I started Alex on the heart murmur medicine on Wednesday and he has not pooped since. I was at the vet yesterday and the lady vet (my vet was not there but she called him) said to stop the medicine until Monday and to give him pumpkin. He still had the diuretic yesterday morning and I am wondering if it is not this one that's constipating him. He did not had the anapril yesterday. They did a in house test for his kidneys and they are fine. 
Now making Alex eat pumpkin is another story. I have to pry open his mouth (mind you he is clenching his teeth) and then I can get half a teaspoon of pumpkin in there. Once it's in, he has no other alternative then swallow. Normally I pick him up and put him on my countertop to do that. This morning I tried to do it with him on the floor. Remember kids running away from you when you want them to eat something they don't want and you follow them ? Well that was Alex running around and growling (in a playfull way) trying to escape me.


----------



## phesty (May 30, 2006)

If I remember correctly, I gave Josie about two tablespoons the first time then I waited a five or six hours and gave her some more. I ended up giving her about a 1/4 cup and that did the trick. I would start with a small amount and see if you have results in a few hours and then give more. You could try mixing it with applesauce to see if he'll eat it. Doesn't Alex eat what you eat? Then you may be needing to eat some pumpkin to inspire your boy! :biggrin: 

Josie says: Alex, you need to eat your pumpkin, cause poopin' feels good!!!


----------



## Gemma (Jan 19, 2006)

:smpullhair: sparkey has diarrhea and I gave him a teaspoon of pumpkin. no wonder why it doesn't work because it's for constipation? :blush:


----------



## MalteseJane (Nov 21, 2004)

Oh my gosh I am far away from the 1/4 cup. He does not even TRY to go. Well my little bugger is in for some more pumpkin. At least yesterday and today he ate a little more. The days before he barely touched his food.
:HistericalSmiley: yes he eats what we eat, but he chooses to eat only what HE likes. I don't think showing him that I eat pumpkin would do the trick.
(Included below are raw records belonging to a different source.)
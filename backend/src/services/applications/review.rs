//! Admin review actions. Each successful change notifies the applicant.

use crate::config::AppConfig;
use crate::db;
use crate::error::StoreError;
use crate::services::notifications::{Notice, Notifier};
use crate::services::{connect, reply};
use actix_web::{web, Responder};
use chrono::Utc;
use common::model::application::Application;
use common::requests::{AwardRequest, StatusChangeRequest};
use log::info;
use rusqlite::Connection;

fn notify(conn: &Connection, notifier: &Notifier, notice: Notice, application: &Application) {
    match db::scholarships::get(conn, &application.scholarship_id) {
        Ok(scholarship) => notifier.dispatch(notice, application, &scholarship.name),
        Err(e) => log::warn!("No notice for {:?}: {}", application.id, e),
    }
}

pub async fn status(
    config: web::Data<AppConfig>,
    notifier: web::Data<Notifier>,
    id: web::Path<String>,
    payload: web::Json<StatusChangeRequest>,
) -> impl Responder {
    let result = connect(&config).and_then(|conn| {
        let application = db::applications::set_status(&conn, &id, payload.status)?;
        info!("Application {} moved to {}", id, application.status);
        notify(&conn, &notifier, Notice::StatusUpdate, &application);
        Ok(application)
    });
    reply("Changing application status", result)
}

pub async fn award(
    config: web::Data<AppConfig>,
    notifier: web::Data<Notifier>,
    id: web::Path<String>,
    payload: web::Json<AwardRequest>,
) -> impl Responder {
    let AwardRequest { amount, awarded_date } = payload.into_inner();
    let awarded_date = awarded_date
        .filter(|d| !d.trim().is_empty())
        .unwrap_or_else(|| Utc::now().date_naive().format("%Y-%m-%d").to_string());

    let result = connect(&config).and_then(|conn| {
        let application = db::applications::award(&conn, &id, amount, &awarded_date)?;
        info!("Application {} awarded {:.2}", id, amount);
        notify(&conn, &notifier, Notice::Award, &application);
        Ok(application)
    });
    reply("Awarding application", result)
}

pub async fn remove_award(config: web::Data<AppConfig>, id: web::Path<String>) -> impl Responder {
    let result: Result<Application, StoreError> =
        connect(&config).and_then(|conn| db::applications::remove_award(&conn, &id));
    reply("Removing award", result)
}

#[cfg(test)]
mod tests {
    use crate::config::tests::scratch_config;
    use crate::db;
    use crate::services::applications::configure_routes;
    use crate::services::notifications::tests::RecordingMailer;
    use crate::services::notifications::Notifier;
    use actix_web::http::StatusCode;
    use actix_web::{test, web, App};
    use common::model::application::{Application, ApplicationStatus};
    use common::model::scholarship::Scholarship;
    use common::responses::ServiceResponse;
    use serde_json::json;
    use std::sync::Arc;

    #[actix_web::test]
    async fn review_flow_over_http() {
        let dir = tempfile::tempdir().unwrap();
        let config = scratch_config(dir.path());
        let conn = db::open(&config.database.path).unwrap();
        db::init_schema(&conn).unwrap();
        db::scholarships::save(&conn, &Scholarship::new("s1", "STEM Award")).unwrap();
        let mut application = Application::new("s1");
        application.applicant_id = Some("u1".into());
        application.email = "ada@example.com".into();
        let id = db::applications::upsert(&conn, &application, ApplicationStatus::Submitted).unwrap();

        let notifier = Notifier::new(config.notifications.clone(), Arc::new(RecordingMailer::default()));
        let app = test::init_service(
            App::new()
                .app_data(web::Data::new(config))
                .app_data(web::Data::new(notifier))
                .service(configure_routes()),
        )
        .await;

        let req = test::TestRequest::post()
            .uri(&format!("/api/applications/{}/award", id))
            .set_json(json!({ "amount": 500.0 }))
            .to_request();
        let resp = test::call_service(&app, req).await;
        assert_eq!(resp.status(), StatusCode::CONFLICT);

        for status in ["under_review", "approved"] {
            let req = test::TestRequest::post()
                .uri(&format!("/api/applications/{}/status", id))
                .set_json(json!({ "status": status }))
                .to_request();
            let body: ServiceResponse<Application> = test::call_and_read_body_json(&app, req).await;
            assert!(body.success, "{:?}", body.error);
        }

        let req = test::TestRequest::post()
            .uri(&format!("/api/applications/{}/award", id))
            .set_json(json!({ "amount": 500.0, "awarded_date": "2026-05-01" }))
            .to_request();
        let body: ServiceResponse<Application> = test::call_and_read_body_json(&app, req).await;
        let awarded = body.data.unwrap();
        assert_eq!(awarded.status, ApplicationStatus::Awarded);
        assert_eq!(awarded.awarded_date.as_deref(), Some("2026-05-01"));

        let req = test::TestRequest::post()
            .uri(&format!("/api/applications/{}/remove_award", id))
            .to_request();
        let body: ServiceResponse<Application> = test::call_and_read_body_json(&app, req).await;
        let reverted = body.data.unwrap();
        assert_eq!(reverted.status, ApplicationStatus::Approved);
        assert_eq!(reverted.awarded_amount, None);
    }
}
Nope, if it's for constipation it can't work for diarrhea. :HistericalSmiley:


----------



## Maidto2Maltese (Oct 19, 2004)

Actually pumpkin DOES work for both diarrhea and constipation ...crazy as that sounds!!
It's the fiber... and the reason it works for both is this: 
With diarrhea it 'absorbs' the excess 'water' in the intestional tract to help 'firm' up the stools. In constipation there is not enough 'water' in the intestional tract so the fibler will 'pull' water into the intestional tract to help soften hardened stools.
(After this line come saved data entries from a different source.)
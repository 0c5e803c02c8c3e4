use super::CsvRow;
use crate::model::application::{AcademicLevel, Application, ApplicationStatus};
use crate::model::csv::ParsedApplication;
use crate::wizard::validation::{is_valid_email, is_valid_phone, parse_gpa, parse_graduation_year};

/// Header row of the downloadable template, in column order.
pub const CSV_HEADERS: [&str; 22] = [
    "scholarship_id",
    "first_name",
    "last_name",
    "email",
    "phone",
    "address",
    "city",
    "state",
    "zip",
    "date_of_birth",
    "school",
    "graduation_year",
    "gpa",
    "major",
    "academic_level",
    "career_goals",
    "financial_need",
    "community_involvement",
    "why_deserve_scholarship",
    "work_experience",
    "extracurricular_activities",
    "awards_and_honors",
];

/// Accepted header spellings and the column each one fills. Every canonical
/// header maps to itself.
pub const CSV_FIELD_MAPPINGS: &[(&str, &str)] = &[
    ("scholarship_id", "scholarship_id"),
    ("first_name", "first_name"),
    ("last_name", "last_name"),
    ("email", "email"),
    ("phone", "phone"),
    ("address", "address"),
    ("city", "city"),
    ("state", "state"),
    ("zip", "zip"),
    ("date_of_birth", "date_of_birth"),
    ("school", "school"),
    ("graduation_year", "graduation_year"),
    ("gpa", "gpa"),
    ("major", "major"),
    ("academic_level", "academic_level"),
    ("career_goals", "career_goals"),
    ("financial_need", "financial_need"),
    ("community_involvement", "community_involvement"),
    ("why_deserve_scholarship", "why_deserve_scholarship"),
    ("work_experience", "work_experience"),
    ("extracurricular_activities", "extracurricular_activities"),
    ("awards_and_honors", "awards_and_honors"),
    ("email_address", "email"),
    ("phone_number", "phone"),
    ("zip_code", "zip"),
    ("postal_code", "zip"),
    ("dob", "date_of_birth"),
    ("birth_date", "date_of_birth"),
    ("university", "school"),
    ("grad_year", "graduation_year"),
    ("level", "academic_level"),
];

pub const REQUIRED_COLUMNS: [&str; 6] = ["scholarship_id", "first_name", "last_name", "email", "school", "major"];

/// Column filled by a normalised header, if the header is recognised.
pub fn canonical_column(header: &str) -> Option<&'static str> {
    CSV_FIELD_MAPPINGS
        .iter()
        .find(|(spelling, _)| *spelling == header)
        .map(|(_, column)| *column)
}

/// Stage 2. Maps a row onto an application and records every problem found.
/// Unknown headers are ignored. Imported rows enter as `submitted` with no
/// applicant.
pub fn transform_row(row: &CsvRow, current_year: i32) -> ParsedApplication {
    let mut application = Application::new(String::new());
    application.status = ApplicationStatus::Submitted;

    let raw = |column: &str| -> String {
        row.values
            .iter()
            .filter(|(header, value)| canonical_column(header) == Some(column) && !value.is_empty())
            .map(|(_, value)| value.clone())
            .next()
            .unwrap_or_default()
    };

    let mut errors = Vec::new();
    let mut columns = Vec::with_capacity(CSV_HEADERS.len());
    for column in CSV_HEADERS {
        columns.push((column, raw(column)));
    }

    for (column, value) in &columns {
        if REQUIRED_COLUMNS.contains(column) && value.is_empty() {
            errors.push(format!("Missing required field: {}", column));
        }
    }

    for (column, value) in columns {
        match column {
            "scholarship_id" => application.scholarship_id = value,
            "email" => {
                if !value.is_empty() && !is_valid_email(&value) {
                    errors.push("Invalid email format".to_string());
                }
                application.email = value.to_lowercase();
            }
            "phone" => {
                if !value.is_empty() && !is_valid_phone(&value) {
                    errors.push("Invalid phone number format".to_string());
                }
                application.phone = value;
            }
            "gpa" => match parse_gpa(&value) {
                Ok(gpa) => application.gpa = gpa,
                Err(message) => errors.push(format!("Invalid GPA: {}", message)),
            },
            "graduation_year" => match parse_graduation_year(&value, current_year) {
                Ok(year) => application.graduation_year = year,
                Err(message) => errors.push(format!("Invalid graduation year: {}", message)),
            },
            "academic_level" if !value.is_empty() => match value.parse::<AcademicLevel>() {
                Ok(level) => application.academic_level = Some(level),
                Err(message) => errors.push(message),
            },
            _ => {
                application.set_value(column, &value);
            }
        }
    }

    ParsedApplication {
        row_number: row.row_number,
        errors,
        application,
    }
}

#[cfg(test)]
mod tests {
    use super::*;
    use crate::csv_import::parse_csv;

    const YEAR: i32 = 2026;

    fn row(pairs: &[(&str, &str)]) -> CsvRow {
        CsvRow {
            row_number: 2,
            values: pairs.iter().map(|(k, v)| (k.to_string(), v.to_string())).collect(),
        }
    }

    #[test]
    fn sample_bad_row_has_exactly_two_errors() {
        let parsed = transform_row(
            &row(&[
                ("scholarship_id", "s1"),
                ("first_name", ""),
                ("last_name", "Doe"),
                ("email", "bad-email"),
                ("school", "X"),
                ("major", "Y"),
            ]),
            YEAR,
        );
        assert_eq!(
            parsed.errors,
            ["Missing required field: first_name", "Invalid email format"]
        );
    }

    #[test]
    fn valid_row_becomes_submitted_application() {
        let rows = parse_csv(
            "Scholarship ID,First Name,Last Name,Email,School,Major,GPA,Grad Year,Level,Zip Code\n\
             s1,Ada,Lovelace,ADA@Example.com,Cambridge,Maths,3.9,2027,Undergraduate,02139\n",
        )
        .unwrap();
        let parsed = transform_row(&rows[0], YEAR);
        assert!(parsed.is_valid(), "{:?}", parsed.errors);
        let app = parsed.into_application();
        assert_eq!(app.scholarship_id, "s1");
        assert_eq!(app.email, "ada@example.com");
        assert_eq!(app.gpa, Some(3.9));
        assert_eq!(app.graduation_year, Some(2027));
        assert_eq!(app.academic_level, Some(AcademicLevel::Undergraduate));
        assert_eq!(app.zip, "02139");
        assert_eq!(app.status, ApplicationStatus::Submitted);
        assert_eq!(app.applicant_id, None);
    }

    #[test]
    fn range_and_enum_errors_accumulate() {
        let parsed = transform_row(
            &row(&[
                ("scholarship_id", "s1"),
                ("first_name", "A"),
                ("last_name", "B"),
                ("email", "a@b.com"),
                ("school", "X"),
                ("major", "Y"),
                ("gpa", "4.01"),
                ("graduation_year", "2040"),
                ("academic_level", "kindergarten"),
            ]),
            YEAR,
        );
        assert_eq!(parsed.errors.len(), 3, "{:?}", parsed.errors);
        assert!(parsed.errors[0].starts_with("Invalid graduation year"));
        assert!(parsed.errors[1].starts_with("Invalid GPA"));
        assert!(parsed.errors[2].contains("kindergarten"));
    }

    #[test]
    fn unknown_headers_are_ignored() {
        assert_eq!(canonical_column("favourite_colour"), None);
        assert_eq!(canonical_column("dob"), Some("date_of_birth"));
        for header in CSV_HEADERS {
            assert_eq!(canonical_column(header), Some(header));
        }
    }
}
Janine.. it IS likely the lasix . You might want to think about adding a bit of extra fiber on a daily basis . or a tiny bit of 'oil' to Alex's diet . Missy was on lasix but I didn't have that problem... however due to her diabetes she was on a high-fiber diet which likely helped also had her on Dermcaps ( mixture of oils : flaxseed oil, fish oil, borage seed oil, and Vit E) .


----------



## Gemma (Jan 19, 2006)

> Actually pumpkin DOES work for both diarrhea and constipation ...crazy as that sounds!!
> It's the fiber... and the reason it works for bot his this:
> With diarrhea it 'absorbs' the excess 'water' in the intestional tract to help 'firm' up the stools. In constipation there is not enough 'water' in the intestional tract so the fibler will 'pull' water into the intestional tract to help soften hardened stools.[/B]


 :smheat: thanks Terry :thumbsup: I can't give him that much anyway. he hates it. I just mixed some with baby food and he ate it.


----------



## ClaBec Maltese (Feb 19, 2007)

> :smpullhair: sparkey has diarrhea and I gave him a teaspoon of pumpkin. no wonder why it doesn't work because it's for constipation? :blush:[/B]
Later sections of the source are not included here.